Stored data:
= Beginning of Section =

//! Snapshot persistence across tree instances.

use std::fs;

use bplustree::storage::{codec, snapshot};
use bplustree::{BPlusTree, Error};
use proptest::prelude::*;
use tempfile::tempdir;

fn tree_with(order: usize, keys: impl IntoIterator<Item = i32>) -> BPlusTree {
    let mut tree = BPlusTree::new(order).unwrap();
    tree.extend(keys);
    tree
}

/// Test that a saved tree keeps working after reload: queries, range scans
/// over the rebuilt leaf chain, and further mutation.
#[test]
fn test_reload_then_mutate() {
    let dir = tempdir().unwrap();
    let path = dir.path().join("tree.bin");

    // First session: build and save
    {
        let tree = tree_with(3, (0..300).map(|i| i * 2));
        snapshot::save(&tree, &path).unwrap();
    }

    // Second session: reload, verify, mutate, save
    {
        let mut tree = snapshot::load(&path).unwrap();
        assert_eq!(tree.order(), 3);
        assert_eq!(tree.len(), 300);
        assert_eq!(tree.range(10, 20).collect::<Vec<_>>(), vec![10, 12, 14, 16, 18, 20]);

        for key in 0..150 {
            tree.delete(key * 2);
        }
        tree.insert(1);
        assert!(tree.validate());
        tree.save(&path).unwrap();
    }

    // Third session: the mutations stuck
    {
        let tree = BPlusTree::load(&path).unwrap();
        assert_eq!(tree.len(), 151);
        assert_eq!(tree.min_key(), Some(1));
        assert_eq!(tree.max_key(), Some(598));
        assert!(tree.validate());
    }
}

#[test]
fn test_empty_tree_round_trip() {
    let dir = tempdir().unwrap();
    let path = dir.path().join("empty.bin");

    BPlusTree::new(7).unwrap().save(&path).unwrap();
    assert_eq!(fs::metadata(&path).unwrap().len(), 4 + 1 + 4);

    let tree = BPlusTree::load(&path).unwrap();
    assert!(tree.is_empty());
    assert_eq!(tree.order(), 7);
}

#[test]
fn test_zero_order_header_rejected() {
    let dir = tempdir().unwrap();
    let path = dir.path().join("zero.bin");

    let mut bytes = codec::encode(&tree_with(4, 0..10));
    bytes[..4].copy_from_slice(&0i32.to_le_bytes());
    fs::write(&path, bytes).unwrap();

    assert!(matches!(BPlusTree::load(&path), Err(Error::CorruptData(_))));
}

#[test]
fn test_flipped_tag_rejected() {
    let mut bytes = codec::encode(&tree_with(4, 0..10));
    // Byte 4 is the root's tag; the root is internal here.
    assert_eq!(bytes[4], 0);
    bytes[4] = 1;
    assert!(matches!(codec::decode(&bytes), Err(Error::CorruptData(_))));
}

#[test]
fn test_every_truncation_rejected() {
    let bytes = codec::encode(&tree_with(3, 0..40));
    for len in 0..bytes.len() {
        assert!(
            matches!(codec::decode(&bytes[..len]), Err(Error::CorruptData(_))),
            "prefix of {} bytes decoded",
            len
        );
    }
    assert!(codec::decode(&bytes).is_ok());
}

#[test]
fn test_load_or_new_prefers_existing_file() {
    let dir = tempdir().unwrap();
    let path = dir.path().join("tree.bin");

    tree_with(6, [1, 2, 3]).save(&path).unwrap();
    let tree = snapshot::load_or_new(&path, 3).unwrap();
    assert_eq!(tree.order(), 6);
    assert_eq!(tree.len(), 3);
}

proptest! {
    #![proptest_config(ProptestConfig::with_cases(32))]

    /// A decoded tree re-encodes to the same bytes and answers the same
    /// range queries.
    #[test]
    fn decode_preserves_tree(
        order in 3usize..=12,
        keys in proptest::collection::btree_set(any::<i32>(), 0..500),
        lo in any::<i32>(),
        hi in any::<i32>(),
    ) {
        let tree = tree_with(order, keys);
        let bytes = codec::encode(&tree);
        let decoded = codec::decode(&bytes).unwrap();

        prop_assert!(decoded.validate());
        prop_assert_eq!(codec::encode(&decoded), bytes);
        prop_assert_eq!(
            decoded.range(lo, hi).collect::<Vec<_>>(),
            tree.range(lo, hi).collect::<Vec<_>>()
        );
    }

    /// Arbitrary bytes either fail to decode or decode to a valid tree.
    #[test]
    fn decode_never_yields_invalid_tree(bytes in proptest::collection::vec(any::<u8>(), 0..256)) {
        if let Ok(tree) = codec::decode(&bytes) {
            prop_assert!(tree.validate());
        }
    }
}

= End of Section =

» PROBLEM STATEMENT
The lines to return are those in the entries above that include "CorruptData".

» RESULT OF THE EXERCISE
    assert!(matches!(BPlusTree::load(&path), Err(Error::CorruptData(_))));
    assert!(matches!(codec::decode(&bytes), Err(Error::CorruptData(_))));
            matches!(codec::decode(&bytes[..len]), Err(Error::CorruptData(_))),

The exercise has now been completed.